Pomimo początkowego zamieszania z brakiem miejsca (winnym zmieszania uznaje się Magdalenę L. ) spotkaliśmy się w 4 w Warce Magda, Marek, Mirek i Ja. Właściwie na 16:30 było 3 osoby, a Mirosław T. jak to zwykle standardowe spóźnienie + dodatkowych kilka minut. Magda przyniosła Blackout Hong Kong od Alexandra Pfistera. Jakoś lubię jego gry, a w tę jeszcze nie grałem mimo, że nowa nie jest. Dla mnie wybór był prosty, po wyduszeniu z Marka "No" na Blackouta zaczęliśmy rozkładać grę w oczekiwaniu na spóźnialskiego. Mirek w końcu dociera i po nienagannym wytłumaczeniu zasad zaczynamy. Celem gry jest zabezpieczenie dzielnic tytułowego Hong Kongu, gdzie doszło do przerwy w dostawie prądu. Zabezpieczając poszczególne dzielnice wznawiamy niejako dostawę medium. Gra polega na zarządzeniu kartami wolontariuszy i specjalistów na ręce, przydzielając im zadania pozyskiwania surowców - dla wolontariuszy i wymiany surowców, pozyskiwania pieniędzy, wyciągania ze szpitala rannych itp dla specjalistów. Każda runda trwa 8 faz i tak, aż nie zostanie uruchomiony koniec gry. Wszyscy grają pierwszy raz. Marek początkowo odskakuje na kilka punktów, Ja za nim wydając część punktów na pozyskanie surowców, na których bardziej mi zależy niż te, które są dostępne na aktualną rundę, dalej Mirosław i Magda. Próbujemy sił w zwiadzie dla wyłączonych dzielnic, co przekłada się na odsyłanie pracowników do szpitala. Powoli udaje się zabezpieczać kolejne dzielnice. Nie tylko doganiamy Marka, ale go i przeganiamy, coś się zaciął. Kończymy około 20:00 w kolejności: Ja, Mirek, Magda, Marek. Gra mi się podoba mechanicznie. Nie ma problemu z pozyskiwaniem potrzebnych surowców, pozyskiwanie nowych kart przez wypełnienie zadań, karty te wcześniej trzeba sobie zarezerwować. Wizualnie gra jest OK, szału nie ma, ale nie jest też brzydka czy nieczytelna. Z gier, które grałem od tego autora to jednak mimo wszystko bardziej lubię Maracaibo, którego polska edycja ma być w kwietniu? Mam nadzieję, że to ktoś kupi
. GWT to zaś mniej więcej podobnie, choć z wskazaniem na GWT, tym bardziej jeśli z dodatkiem.
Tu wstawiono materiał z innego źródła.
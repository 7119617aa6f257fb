//! In-memory role store

use std::collections::HashMap;
use std::sync::Arc;

use async_trait::async_trait;
use tokio::sync::RwLock;

use core_kernel::{DomainPort, PartyId, PortError, RoleId};
use domain_access::{Role, RoleAssignment, RoleCode, RoleStore};

/// In-memory implementation of [`RoleStore`]
#[derive(Debug, Default)]
pub struct InMemoryRoleStore {
    roles: Arc<RwLock<HashMap<RoleId, Role>>>,
    assignments: Arc<RwLock<HashMap<PartyId, RoleAssignment>>>,
}

impl InMemoryRoleStore {
    pub fn new() -> Self {
        Self::default()
    }

    /// Pre-populates the store with role records
    pub async fn with_roles(roles: Vec<Role>) -> Self {
        let store = Self::new();
        for role in roles {
            store.roles.write().await.insert(role.id, role);
        }
        store
    }
}

impl DomainPort for InMemoryRoleStore {}

#[async_trait]
impl RoleStore for InMemoryRoleStore {
    async fn get_role(&self, id: RoleId) -> Result<Role, PortError> {
        self.roles
            .read()
            .await
            .get(&id)
            .cloned()
            .ok_or_else(|| PortError::not_found("Role", id))
    }

    async fn find_by_code(&self, code: RoleCode) -> Result<Option<Role>, PortError> {
        Ok(self
            .roles
            .read()
            .await
            .values()
            .find(|role| role.code == code)
            .cloned())
    }

    async fn list_roles(&self) -> Result<Vec<Role>, PortError> {
        let mut roles: Vec<Role> = self.roles.read().await.values().cloned().collect();
        roles.sort_by_key(|role| role.code.as_str());
        Ok(roles)
    }

    async fn insert_role(&self, role: Role) -> Result<(), PortError> {
        let mut roles = self.roles.write().await;
        if roles.contains_key(&role.id) {
            return Err(PortError::conflict(format!("role {} already exists", role.id)));
        }
        roles.insert(role.id, role);
        Ok(())
    }

    async fn update_role(&self, expected_version: u32, mut role: Role) -> Result<Role, PortError> {
        let mut roles = self.roles.write().await;
        let current = roles
            .get(&role.id)
            .ok_or_else(|| PortError::not_found("Role", role.id))?;
        if current.version != expected_version {
            return Err(PortError::conflict(format!(
                "version mismatch on role {}: expected {}, found {}",
                role.id, expected_version, current.version
            )));
        }
        role.version = expected_version + 1;
        roles.insert(role.id, role.clone());
        Ok(role)
    }

    async fn delete_role(&self, id: RoleId) -> Result<(), PortError> {
        self.roles
            .write()
            .await
            .remove(&id)
            .map(|_| ())
            .ok_or_else(|| PortError::not_found("Role", id))
    }

    async fn get_assignment(&self, user_id: PartyId) -> Result<Option<RoleAssignment>, PortError> {
        Ok(self.assignments.read().await.get(&user_id).cloned())
    }

    async fn set_assignment(&self, assignment: RoleAssignment) -> Result<(), PortError> {
        self.assignments
            .write()
            .await
            .insert(assignment.user_id, assignment);
        Ok(())
    }
}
Magda chwali się jeszcze jakimś nabytkiem, niestety nie pamiętam tytułu. Jakaś imprezówka w zgadywanie haseł. Oblewa mnie zimny pot, na szczęście Magda musi już lecieć
. Myślę, że Andrzej nie był by zainteresowany graniem, podobnie jak Ja. Tyle, że Andrzej jest w tej komfortowej sytuacji ponieważ nie przychodzi na granie
. Oczywiście jeśli wszyscy by chcieli, to nie robię problemów i zagram raz, powtarzam RAZ.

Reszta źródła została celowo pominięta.